Work task — Every line with "collect" in it should be copied from the data.

%%

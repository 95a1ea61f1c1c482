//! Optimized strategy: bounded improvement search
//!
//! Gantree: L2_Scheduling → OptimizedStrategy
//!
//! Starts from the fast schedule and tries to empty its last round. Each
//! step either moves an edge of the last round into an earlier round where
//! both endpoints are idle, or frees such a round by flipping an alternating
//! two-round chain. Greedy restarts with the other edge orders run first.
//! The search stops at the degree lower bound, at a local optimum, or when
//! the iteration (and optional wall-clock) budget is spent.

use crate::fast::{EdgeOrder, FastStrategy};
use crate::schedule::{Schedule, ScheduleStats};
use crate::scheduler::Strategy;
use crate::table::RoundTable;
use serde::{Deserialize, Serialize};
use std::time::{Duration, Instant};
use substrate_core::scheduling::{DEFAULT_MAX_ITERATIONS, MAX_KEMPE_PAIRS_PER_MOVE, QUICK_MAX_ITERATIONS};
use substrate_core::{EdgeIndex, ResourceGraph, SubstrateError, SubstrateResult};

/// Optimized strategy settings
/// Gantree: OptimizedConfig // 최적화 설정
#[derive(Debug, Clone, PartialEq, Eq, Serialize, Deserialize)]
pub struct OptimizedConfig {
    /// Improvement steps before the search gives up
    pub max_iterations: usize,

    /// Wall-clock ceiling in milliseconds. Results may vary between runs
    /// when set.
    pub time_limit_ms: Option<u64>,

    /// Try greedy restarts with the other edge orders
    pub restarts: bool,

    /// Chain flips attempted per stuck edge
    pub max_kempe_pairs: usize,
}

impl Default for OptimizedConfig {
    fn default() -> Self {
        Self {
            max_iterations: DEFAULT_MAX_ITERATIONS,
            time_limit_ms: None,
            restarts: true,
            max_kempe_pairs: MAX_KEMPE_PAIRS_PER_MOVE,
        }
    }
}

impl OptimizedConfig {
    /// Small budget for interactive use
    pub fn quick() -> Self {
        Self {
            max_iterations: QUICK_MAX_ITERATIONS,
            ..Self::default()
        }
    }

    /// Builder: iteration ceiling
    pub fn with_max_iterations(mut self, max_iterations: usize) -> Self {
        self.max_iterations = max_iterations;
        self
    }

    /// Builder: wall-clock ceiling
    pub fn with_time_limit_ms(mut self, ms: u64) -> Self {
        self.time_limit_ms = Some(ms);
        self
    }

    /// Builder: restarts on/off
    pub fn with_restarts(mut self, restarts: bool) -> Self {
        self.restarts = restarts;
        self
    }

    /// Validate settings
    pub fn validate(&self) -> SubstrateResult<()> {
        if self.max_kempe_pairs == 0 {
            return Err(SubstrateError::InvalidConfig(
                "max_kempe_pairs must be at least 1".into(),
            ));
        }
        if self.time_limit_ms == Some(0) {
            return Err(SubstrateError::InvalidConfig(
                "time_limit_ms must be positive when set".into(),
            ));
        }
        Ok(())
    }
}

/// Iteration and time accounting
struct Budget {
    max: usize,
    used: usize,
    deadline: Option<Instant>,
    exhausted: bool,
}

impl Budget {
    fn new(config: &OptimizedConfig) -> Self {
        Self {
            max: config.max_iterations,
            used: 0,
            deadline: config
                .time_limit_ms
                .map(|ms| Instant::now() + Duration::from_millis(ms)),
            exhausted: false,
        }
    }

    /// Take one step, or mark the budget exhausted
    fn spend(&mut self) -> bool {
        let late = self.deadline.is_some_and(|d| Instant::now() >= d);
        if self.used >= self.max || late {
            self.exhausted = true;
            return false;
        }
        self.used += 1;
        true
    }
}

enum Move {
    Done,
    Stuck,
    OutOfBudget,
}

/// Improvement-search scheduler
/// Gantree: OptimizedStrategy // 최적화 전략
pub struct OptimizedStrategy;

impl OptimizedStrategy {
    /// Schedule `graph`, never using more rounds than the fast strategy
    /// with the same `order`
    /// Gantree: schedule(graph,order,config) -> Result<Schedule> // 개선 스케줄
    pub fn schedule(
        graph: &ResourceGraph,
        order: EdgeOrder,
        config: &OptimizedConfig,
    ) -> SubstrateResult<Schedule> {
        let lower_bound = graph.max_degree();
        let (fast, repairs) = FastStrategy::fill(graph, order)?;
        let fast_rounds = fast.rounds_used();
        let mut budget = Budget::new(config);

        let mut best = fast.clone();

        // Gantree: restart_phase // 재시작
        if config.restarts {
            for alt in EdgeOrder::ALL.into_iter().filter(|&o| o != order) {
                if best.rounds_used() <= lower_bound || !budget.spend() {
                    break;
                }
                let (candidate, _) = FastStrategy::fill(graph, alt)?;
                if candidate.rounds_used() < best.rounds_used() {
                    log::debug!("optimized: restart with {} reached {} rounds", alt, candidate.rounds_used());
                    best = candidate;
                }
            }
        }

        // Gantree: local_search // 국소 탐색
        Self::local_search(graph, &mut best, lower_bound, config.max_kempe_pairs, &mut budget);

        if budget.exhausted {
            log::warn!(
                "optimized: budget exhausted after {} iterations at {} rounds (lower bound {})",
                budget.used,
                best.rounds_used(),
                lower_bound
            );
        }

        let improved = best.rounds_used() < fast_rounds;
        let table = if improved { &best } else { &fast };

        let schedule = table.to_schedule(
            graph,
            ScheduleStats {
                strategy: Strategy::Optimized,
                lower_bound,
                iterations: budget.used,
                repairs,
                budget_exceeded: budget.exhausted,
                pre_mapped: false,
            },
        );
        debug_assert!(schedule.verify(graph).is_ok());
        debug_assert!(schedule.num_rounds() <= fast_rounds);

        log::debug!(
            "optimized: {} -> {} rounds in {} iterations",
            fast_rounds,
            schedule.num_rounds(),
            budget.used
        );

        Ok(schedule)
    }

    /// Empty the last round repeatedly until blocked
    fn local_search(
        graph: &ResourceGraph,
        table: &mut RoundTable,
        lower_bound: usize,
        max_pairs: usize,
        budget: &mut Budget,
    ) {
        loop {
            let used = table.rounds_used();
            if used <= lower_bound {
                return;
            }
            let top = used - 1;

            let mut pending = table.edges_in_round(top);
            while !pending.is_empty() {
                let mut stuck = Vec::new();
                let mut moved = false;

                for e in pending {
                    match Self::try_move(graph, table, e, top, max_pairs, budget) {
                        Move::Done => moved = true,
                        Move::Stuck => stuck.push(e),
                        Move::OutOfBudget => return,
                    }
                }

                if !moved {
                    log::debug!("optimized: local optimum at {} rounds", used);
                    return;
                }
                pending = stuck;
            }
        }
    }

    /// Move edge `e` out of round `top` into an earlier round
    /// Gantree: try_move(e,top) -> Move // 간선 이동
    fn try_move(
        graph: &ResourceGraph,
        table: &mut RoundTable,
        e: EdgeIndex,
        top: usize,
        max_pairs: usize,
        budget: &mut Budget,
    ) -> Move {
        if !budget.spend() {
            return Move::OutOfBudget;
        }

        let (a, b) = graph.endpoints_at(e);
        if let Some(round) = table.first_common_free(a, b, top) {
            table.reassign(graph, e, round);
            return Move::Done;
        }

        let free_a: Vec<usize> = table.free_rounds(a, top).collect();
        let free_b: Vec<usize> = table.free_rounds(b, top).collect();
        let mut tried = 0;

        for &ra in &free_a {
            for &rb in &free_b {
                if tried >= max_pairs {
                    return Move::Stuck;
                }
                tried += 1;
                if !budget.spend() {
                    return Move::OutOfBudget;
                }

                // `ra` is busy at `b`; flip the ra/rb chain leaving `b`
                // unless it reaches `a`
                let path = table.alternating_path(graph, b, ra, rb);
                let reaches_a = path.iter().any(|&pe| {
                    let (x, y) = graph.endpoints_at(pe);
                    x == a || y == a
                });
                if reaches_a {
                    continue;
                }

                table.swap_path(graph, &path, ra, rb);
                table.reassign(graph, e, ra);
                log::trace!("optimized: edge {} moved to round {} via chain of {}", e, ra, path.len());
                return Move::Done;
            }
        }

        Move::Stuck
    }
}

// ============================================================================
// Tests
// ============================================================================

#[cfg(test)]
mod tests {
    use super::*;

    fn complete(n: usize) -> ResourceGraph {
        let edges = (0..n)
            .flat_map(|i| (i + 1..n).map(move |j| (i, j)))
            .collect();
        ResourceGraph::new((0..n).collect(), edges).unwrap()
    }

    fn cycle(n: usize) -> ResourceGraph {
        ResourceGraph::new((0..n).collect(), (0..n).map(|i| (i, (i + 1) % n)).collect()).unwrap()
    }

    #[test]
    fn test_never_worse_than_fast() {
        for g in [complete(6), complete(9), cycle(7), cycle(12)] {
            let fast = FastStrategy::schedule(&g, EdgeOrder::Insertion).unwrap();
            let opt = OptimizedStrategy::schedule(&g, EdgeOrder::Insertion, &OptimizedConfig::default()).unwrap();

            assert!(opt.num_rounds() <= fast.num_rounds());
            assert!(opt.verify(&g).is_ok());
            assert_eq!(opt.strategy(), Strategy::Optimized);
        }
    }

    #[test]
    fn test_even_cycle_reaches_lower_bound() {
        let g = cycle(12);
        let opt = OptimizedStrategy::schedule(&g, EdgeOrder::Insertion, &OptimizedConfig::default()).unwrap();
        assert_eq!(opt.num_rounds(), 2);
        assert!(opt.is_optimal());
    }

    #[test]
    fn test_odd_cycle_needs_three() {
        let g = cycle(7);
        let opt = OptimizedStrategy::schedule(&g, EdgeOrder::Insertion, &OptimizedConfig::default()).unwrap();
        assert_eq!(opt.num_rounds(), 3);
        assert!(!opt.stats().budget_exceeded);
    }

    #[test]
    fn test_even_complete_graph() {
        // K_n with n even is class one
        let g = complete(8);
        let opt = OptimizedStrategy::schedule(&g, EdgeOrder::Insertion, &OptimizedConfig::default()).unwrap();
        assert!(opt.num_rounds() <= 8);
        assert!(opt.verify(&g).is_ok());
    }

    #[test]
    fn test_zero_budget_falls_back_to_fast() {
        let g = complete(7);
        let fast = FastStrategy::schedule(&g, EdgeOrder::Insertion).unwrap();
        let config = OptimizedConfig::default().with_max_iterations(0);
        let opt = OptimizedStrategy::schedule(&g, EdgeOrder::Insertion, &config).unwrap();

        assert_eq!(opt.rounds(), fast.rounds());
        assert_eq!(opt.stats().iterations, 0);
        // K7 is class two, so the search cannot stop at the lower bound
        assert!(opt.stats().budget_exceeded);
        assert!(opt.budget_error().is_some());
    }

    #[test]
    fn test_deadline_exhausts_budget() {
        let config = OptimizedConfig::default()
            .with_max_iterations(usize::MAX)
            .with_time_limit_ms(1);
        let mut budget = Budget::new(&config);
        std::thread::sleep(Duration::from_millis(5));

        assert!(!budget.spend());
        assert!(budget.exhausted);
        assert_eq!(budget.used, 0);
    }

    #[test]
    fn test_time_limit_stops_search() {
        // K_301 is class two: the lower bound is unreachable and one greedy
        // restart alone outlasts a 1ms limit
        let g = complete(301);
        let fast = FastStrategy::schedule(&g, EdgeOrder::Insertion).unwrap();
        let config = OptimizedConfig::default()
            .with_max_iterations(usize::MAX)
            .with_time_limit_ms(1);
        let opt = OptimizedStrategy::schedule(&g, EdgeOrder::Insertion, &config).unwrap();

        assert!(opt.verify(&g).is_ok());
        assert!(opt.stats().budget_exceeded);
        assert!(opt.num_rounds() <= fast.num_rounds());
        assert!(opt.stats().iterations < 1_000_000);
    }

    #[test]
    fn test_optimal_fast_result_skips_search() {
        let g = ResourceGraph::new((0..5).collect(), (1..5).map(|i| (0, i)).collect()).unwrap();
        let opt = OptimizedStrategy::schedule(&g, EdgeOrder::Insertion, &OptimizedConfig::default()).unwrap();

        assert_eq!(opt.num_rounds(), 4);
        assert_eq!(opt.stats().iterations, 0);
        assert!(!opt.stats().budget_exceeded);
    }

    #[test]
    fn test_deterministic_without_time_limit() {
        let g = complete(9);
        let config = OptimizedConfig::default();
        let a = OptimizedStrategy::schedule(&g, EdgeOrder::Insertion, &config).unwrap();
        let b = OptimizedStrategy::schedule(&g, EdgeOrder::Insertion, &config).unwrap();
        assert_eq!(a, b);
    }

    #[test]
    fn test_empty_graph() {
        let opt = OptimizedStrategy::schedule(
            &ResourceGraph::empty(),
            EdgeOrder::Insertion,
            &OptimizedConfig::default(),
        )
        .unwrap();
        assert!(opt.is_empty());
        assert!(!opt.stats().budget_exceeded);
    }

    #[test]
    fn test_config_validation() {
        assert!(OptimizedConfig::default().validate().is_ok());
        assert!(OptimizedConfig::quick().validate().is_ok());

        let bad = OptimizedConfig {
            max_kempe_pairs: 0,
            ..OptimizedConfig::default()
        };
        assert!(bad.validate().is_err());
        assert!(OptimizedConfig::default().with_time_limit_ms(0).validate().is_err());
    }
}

%%
%%

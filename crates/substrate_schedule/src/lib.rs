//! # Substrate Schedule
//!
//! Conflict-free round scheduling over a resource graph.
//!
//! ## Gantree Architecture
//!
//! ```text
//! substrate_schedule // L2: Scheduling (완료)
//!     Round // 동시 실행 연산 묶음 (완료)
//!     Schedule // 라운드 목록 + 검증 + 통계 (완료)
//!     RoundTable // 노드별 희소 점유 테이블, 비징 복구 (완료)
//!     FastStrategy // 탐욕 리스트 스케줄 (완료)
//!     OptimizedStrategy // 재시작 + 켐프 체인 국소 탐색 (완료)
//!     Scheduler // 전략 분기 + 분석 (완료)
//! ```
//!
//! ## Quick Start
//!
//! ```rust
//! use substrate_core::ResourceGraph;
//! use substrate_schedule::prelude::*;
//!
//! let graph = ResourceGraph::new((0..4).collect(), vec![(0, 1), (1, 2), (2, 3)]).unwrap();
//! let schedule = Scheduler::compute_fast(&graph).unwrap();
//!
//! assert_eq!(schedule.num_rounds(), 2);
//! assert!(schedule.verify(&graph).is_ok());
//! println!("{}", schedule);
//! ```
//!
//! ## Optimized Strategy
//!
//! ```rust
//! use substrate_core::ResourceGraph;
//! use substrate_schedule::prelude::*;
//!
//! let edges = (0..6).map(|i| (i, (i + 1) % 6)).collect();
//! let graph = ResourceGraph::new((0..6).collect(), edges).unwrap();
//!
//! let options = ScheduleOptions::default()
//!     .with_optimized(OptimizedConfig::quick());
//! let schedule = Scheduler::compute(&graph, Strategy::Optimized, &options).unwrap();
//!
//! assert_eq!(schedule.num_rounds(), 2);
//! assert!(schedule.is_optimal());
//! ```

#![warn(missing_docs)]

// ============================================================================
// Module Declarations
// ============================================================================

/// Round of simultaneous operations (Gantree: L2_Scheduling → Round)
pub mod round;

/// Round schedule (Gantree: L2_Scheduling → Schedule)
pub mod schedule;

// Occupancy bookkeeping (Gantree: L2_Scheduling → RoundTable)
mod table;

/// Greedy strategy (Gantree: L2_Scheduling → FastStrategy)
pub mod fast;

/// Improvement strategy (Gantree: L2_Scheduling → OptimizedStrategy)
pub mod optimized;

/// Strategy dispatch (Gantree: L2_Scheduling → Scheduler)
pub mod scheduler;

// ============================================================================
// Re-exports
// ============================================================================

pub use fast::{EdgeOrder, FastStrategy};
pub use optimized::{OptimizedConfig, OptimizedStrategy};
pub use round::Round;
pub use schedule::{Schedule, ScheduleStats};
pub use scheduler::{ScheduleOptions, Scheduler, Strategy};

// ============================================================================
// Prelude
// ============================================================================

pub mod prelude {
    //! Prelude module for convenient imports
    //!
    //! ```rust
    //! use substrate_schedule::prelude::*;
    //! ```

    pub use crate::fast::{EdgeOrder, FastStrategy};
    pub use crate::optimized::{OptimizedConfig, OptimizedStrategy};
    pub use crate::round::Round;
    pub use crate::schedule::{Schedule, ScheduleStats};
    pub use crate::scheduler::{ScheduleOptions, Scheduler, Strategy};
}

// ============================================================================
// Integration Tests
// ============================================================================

%%

Answer to this task —
        let free_a: Vec<usize> = table.free_rounds(a, top).collect();
        let free_b: Vec<usize> = table.free_rounds(b, top).collect();
            .collect();
        ResourceGraph::new((0..n).collect(), edges).unwrap()
        ResourceGraph::new((0..n).collect(), (0..n).map(|i| (i, (i + 1) % n)).collect()).unwrap()
        let g = ResourceGraph::new((0..5).collect(), (1..5).map(|i| (0, i)).collect()).unwrap();
//! let graph = ResourceGraph::new((0..4).collect(), vec![(0, 1), (1, 2), (2, 3)]).unwrap();
//! let edges = (0..6).map(|i| (i, (i + 1) % 6)).collect();
//! let graph = ResourceGraph::new((0..6).collect(), edges).unwrap();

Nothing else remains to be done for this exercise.